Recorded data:
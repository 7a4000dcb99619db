//! Cache of store state kept current by folding change events.
//!
//! [`apply_change_event`] is the only way inbound notifications touch the
//! cache. Records are replaced by natural key, never merged, so duplicate
//! delivery and optimistic local writes both settle to the store's value.

use std::collections::{BTreeMap, HashMap};

use super::{
    draw::Draw,
    fixtures::{Match, MatchId, MatchStatus, Prediction, PredictionKey, Score},
    roster::Roster,
    scoring::{Standing, compute_leaderboard},
};
use crate::dao::models::ChangeEvent;

/// Synchronization phase of a cache.
#[derive(Debug, Clone, Copy, PartialEq, Eq, Default)]
pub enum SyncPhase {
    /// Waiting for the first full snapshot; events are buffered.
    #[default]
    Loading,
    /// Snapshot applied; events are folded in as they arrive.
    Synced,
}

/// Full read of the store used to hydrate a cache.
#[derive(Debug, Clone, Default, PartialEq, Eq)]
pub struct Snapshot {
    /// Every match.
    pub matches: Vec<Match>,
    /// Every prediction.
    pub predictions: Vec<Prediction>,
    /// Current draw, if any.
    pub draw: Option<Draw>,
}

/// Write applied locally before it is persisted.
#[derive(Debug, Clone, PartialEq, Eq)]
pub enum LocalMutation {
    /// A participant placed or edited a prediction.
    PlacePrediction(Prediction),
    /// The commissioner finalized a match.
    FinalizeMatch {
        /// Target match.
        match_id: MatchId,
        /// Final score.
        score: Score,
    },
    /// The commissioner marked a match live, clearing any result.
    MarkLive {
        /// Target match.
        match_id: MatchId,
    },
    /// A new draw replaced the previous one, or the draw was cleared.
    ReplaceDraw(Option<Draw>),
}

/// In-memory view of matches, predictions and the draw.
#[derive(Debug, Clone, Default, PartialEq, Eq)]
pub struct ClientCache {
    phase: SyncPhase,
    matches: BTreeMap<MatchId, Match>,
    predictions: HashMap<PredictionKey, Prediction>,
    draw: Option<Draw>,
    pending: Vec<ChangeEvent>,
}

impl ClientCache {
    /// Empty cache in the loading phase.
    pub fn new() -> Self {
        Self::default()
    }

    /// Current phase.
    pub fn phase(&self) -> SyncPhase {
        self.phase
    }

    /// Whether a snapshot has been applied.
    pub fn is_synced(&self) -> bool {
        self.phase == SyncPhase::Synced
    }

    /// Matches ordered by id.
    pub fn matches(&self) -> impl Iterator<Item = &Match> {
        self.matches.values()
    }

    /// Match by id.
    pub fn find_match(&self, id: MatchId) -> Option<&Match> {
        self.matches.get(&id)
    }

    /// Every cached prediction, in no particular order.
    pub fn predictions(&self) -> impl Iterator<Item = &Prediction> {
        self.predictions.values()
    }

    /// Current draw.
    pub fn draw(&self) -> Option<&Draw> {
        self.draw.as_ref()
    }

    /// Number of events waiting for a snapshot.
    pub fn pending_len(&self) -> usize {
        self.pending.len()
    }

    /// Replace the cache contents with `snapshot`, then replay buffered events.
    ///
    /// The snapshot may already include some of the buffered writes, so an
    /// event is replayed only when its `old` value is what the cache holds at
    /// that point. Older events are skipped instead of rolling a record back.
    pub fn hydrate(self, snapshot: Snapshot) -> Self {
        let Snapshot {
            matches,
            predictions,
            draw,
        } = snapshot;

        let mut cache = Self {
            phase: SyncPhase::Synced,
            matches: matches.into_iter().map(|m| (m.id, m)).collect(),
            predictions: predictions
                .into_iter()
                .map(|p| (p.key.clone(), p))
                .collect(),
            draw,
            pending: Vec::new(),
        };
        for event in &self.pending {
            if cache.continues_from(event) {
                cache = apply_change_event(cache, event);
            }
        }
        cache
    }

    fn continues_from(&self, event: &ChangeEvent) -> bool {
        match event {
            ChangeEvent::MatchUpdated { old, new } => {
                self.matches.get(&new.id) == old.clone().map(Match::from).as_ref()
            }
            ChangeEvent::PredictionUpserted { old, new } => {
                let key = PredictionKey::new(new.participant_id.as_str(), new.match_id);
                self.predictions.get(&key) == old.clone().map(Prediction::from).as_ref()
            }
            ChangeEvent::DrawReplaced { old, .. } => {
                self.draw == old.clone().map(Draw::from)
            }
        }
    }

    /// Drop back to loading, keeping the stale records readable until the
    /// next snapshot lands.
    pub fn begin_resync(mut self) -> Self {
        self.phase = SyncPhase::Loading;
        self.pending.clear();
        self
    }

    /// Apply an optimistic write.
    ///
    /// The resulting records are identical to what the store's event for the
    /// same write carries, so the later event overwrites them with equal values.
    pub fn apply_local(mut self, mutation: &LocalMutation) -> Self {
        match mutation {
            LocalMutation::PlacePrediction(prediction) => {
                self.predictions
                    .insert(prediction.key.clone(), prediction.clone());
            }
            LocalMutation::FinalizeMatch { match_id, score } => {
                if let Some(entry) = self.matches.get_mut(match_id) {
                    entry.finalize(*score);
                }
            }
            LocalMutation::MarkLive { match_id } => {
                if let Some(entry) = self.matches.get_mut(match_id) {
                    entry.status = MatchStatus::Live;
                    entry.result = None;
                }
            }
            LocalMutation::ReplaceDraw(draw) => {
                self.draw = draw.clone();
            }
        }
        self
    }

    /// Leaderboard over the cached records.
    pub fn leaderboard(&self, roster: &Roster) -> Vec<Standing> {
        compute_leaderboard(roster, self.predictions.values(), self.matches.values())
    }
}

/// Fold one change event into the cache.
///
/// While loading, the event is buffered for replay after hydration.
pub fn apply_change_event(mut cache: ClientCache, event: &ChangeEvent) -> ClientCache {
    if cache.phase == SyncPhase::Loading {
        cache.pending.push(event.clone());
        return cache;
    }

    match event {
        ChangeEvent::MatchUpdated { new, .. } => {
            let record = Match::from(new.clone());
            cache.matches.insert(record.id, record);
        }
        ChangeEvent::PredictionUpserted { new, .. } => {
            let record = Prediction::from(new.clone());
            cache.predictions.insert(record.key.clone(), record);
        }
        ChangeEvent::DrawReplaced { new, .. } => {
            cache.draw = new.clone().map(Draw::from);
        }
    }
    cache
}

#[cfg(test)]
mod tests {
    use std::time::SystemTime;

    use uuid::Uuid;

    use super::*;
    use crate::dao::models::{
        DrawEntity, MatchEntity, MatchPatch, PairingEntity, PredictionEntity,
    };

    fn entity(id: MatchId) -> MatchEntity {
        MatchEntity::upcoming(id, "Argentina", "Algeria", "16 Jun", "21:00", "Kansas City")
    }

    fn finalized(id: MatchId, home: u32, away: u32) -> MatchEntity {
        let mut entity = entity(id);
        MatchPatch::finalize(home, away).apply_to(&mut entity);
        entity
    }

    fn prediction(participant: &str, match_id: MatchId, home: u32, away: u32) -> PredictionEntity {
        PredictionEntity {
            participant_id: participant.into(),
            match_id,
            home_score: home,
            away_score: away,
        }
    }

    fn synced() -> ClientCache {
        ClientCache::new().hydrate(Snapshot {
            matches: vec![entity(1).into(), entity(2).into()],
            predictions: Vec::new(),
            draw: None,
        })
    }

    #[test]
    fn duplicate_delivery_is_idempotent() {
        let event = ChangeEvent::PredictionUpserted {
            old: None,
            new: prediction("p1", 1, 2, 1),
        };

        let once = apply_change_event(synced(), &event);
        let twice = apply_change_event(once.clone(), &event);

        assert_eq!(once, twice);
    }

    #[test]
    fn records_are_replaced_not_merged() {
        let first = ChangeEvent::PredictionUpserted {
            old: None,
            new: prediction("p1", 1, 2, 1),
        };
        let second = ChangeEvent::PredictionUpserted {
            old: Some(prediction("p1", 1, 2, 1)),
            new: prediction("p1", 1, 0, 0),
        };

        let cache = apply_change_event(apply_change_event(synced(), &first), &second);

        let stored: Vec<&Prediction> = cache.predictions().collect();
        assert_eq!(stored.len(), 1);
        assert_eq!(stored[0].score, Score::new(0, 0));
    }

    #[test]
    fn optimistic_finalize_matches_later_event() {
        let optimistic = synced().apply_local(&LocalMutation::FinalizeMatch {
            match_id: 1,
            score: Score::new(2, 1),
        });
        let confirmed = apply_change_event(
            optimistic.clone(),
            &ChangeEvent::MatchUpdated {
                old: Some(entity(1)),
                new: finalized(1, 2, 1),
            },
        );

        assert_eq!(optimistic, confirmed);
    }

    #[test]
    fn optimistic_prediction_matches_later_event() {
        let record: Prediction = prediction("p2", 2, 1, 1).into();
        let optimistic = synced().apply_local(&LocalMutation::PlacePrediction(record));
        let confirmed = apply_change_event(
            optimistic.clone(),
            &ChangeEvent::PredictionUpserted {
                old: None,
                new: prediction("p2", 2, 1, 1),
            },
        );

        assert_eq!(optimistic, confirmed);
    }

    #[test]
    fn events_before_snapshot_are_replayed() {
        let loading = apply_change_event(
            ClientCache::new(),
            &ChangeEvent::MatchUpdated {
                old: Some(entity(1)),
                new: finalized(1, 3, 0),
            },
        );
        assert_eq!(loading.phase(), SyncPhase::Loading);
        assert_eq!(loading.pending_len(), 1);

        let cache = loading.hydrate(Snapshot {
            matches: vec![entity(1).into()],
            predictions: Vec::new(),
            draw: None,
        });

        assert!(cache.is_synced());
        assert_eq!(cache.pending_len(), 0);
        assert_eq!(
            cache.find_match(1).and_then(Match::final_score),
            Some(Score::new(3, 0))
        );
    }

    #[test]
    fn buffered_events_already_in_snapshot_are_skipped() {
        let first = ChangeEvent::MatchUpdated {
            old: Some(entity(1)),
            new: finalized(1, 1, 0),
        };
        let second = ChangeEvent::MatchUpdated {
            old: Some(finalized(1, 1, 0)),
            new: finalized(1, 2, 0),
        };

        // Snapshot read after both writes: nothing to replay.
        let loading = apply_change_event(ClientCache::new(), &first);
        let cache = loading.hydrate(Snapshot {
            matches: vec![finalized(1, 2, 0).into()],
            predictions: Vec::new(),
            draw: None,
        });
        assert_eq!(
            cache.find_match(1).and_then(Match::final_score),
            Some(Score::new(2, 0))
        );

        // Snapshot read between the writes: only the second one replays.
        let loading = apply_change_event(apply_change_event(ClientCache::new(), &first), &second);
        let cache = loading.hydrate(Snapshot {
            matches: vec![finalized(1, 1, 0).into()],
            predictions: Vec::new(),
            draw: None,
        });
        assert_eq!(
            cache.find_match(1).and_then(Match::final_score),
            Some(Score::new(2, 0))
        );
    }

    #[test]
    fn buffered_prediction_newer_than_snapshot_is_replayed() {
        let loading = apply_change_event(
            ClientCache::new(),
            &ChangeEvent::PredictionUpserted {
                old: Some(prediction("p1", 1, 0, 0)),
                new: prediction("p1", 1, 4, 2),
            },
        );

        let cache = loading.hydrate(Snapshot {
            matches: vec![entity(1).into()],
            predictions: vec![prediction("p1", 1, 0, 0).into()],
            draw: None,
        });

        let stored: Vec<&Prediction> = cache.predictions().collect();
        assert_eq!(stored.len(), 1);
        assert_eq!(stored[0].score, Score::new(4, 2));
    }

    #[test]
    fn draw_is_replaced_wholesale_and_cleared() {
        let draw = DrawEntity {
            id: Uuid::new_v4(),
            drawn_at: SystemTime::now(),
            pairings: vec![
                PairingEntity {
                    giver_id: "p1".into(),
                    receiver_id: "p2".into(),
                },
                PairingEntity {
                    giver_id: "p2".into(),
                    receiver_id: "p1".into(),
                },
            ],
        };

        let drawn = apply_change_event(
            synced(),
            &ChangeEvent::DrawReplaced {
                old: None,
                new: Some(draw.clone()),
            },
        );
        assert_eq!(
            drawn.draw().and_then(|d| d.receiver_for("p1")).map(String::as_str),
            Some("p2")
        );

        let cleared = apply_change_event(
            drawn,
            &ChangeEvent::DrawReplaced {
                old: Some(draw),
                new: None,
            },
        );
        assert!(cleared.draw().is_none());
    }

    #[test]
    fn resync_keeps_stale_records_until_next_snapshot() {
        let cache = synced().begin_resync();
        assert_eq!(cache.phase(), SyncPhase::Loading);
        assert_eq!(cache.matches().count(), 2);
    }
}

### [DIRECTIONS FOR THIS TASK]
Every line holding the string "HashMap" should be copied here, so please find those lines in the data.

### [ANSWER TO THE PROBLEM]
use std::collections::{BTreeMap, HashMap};
    predictions: HashMap<PredictionKey, Prediction>,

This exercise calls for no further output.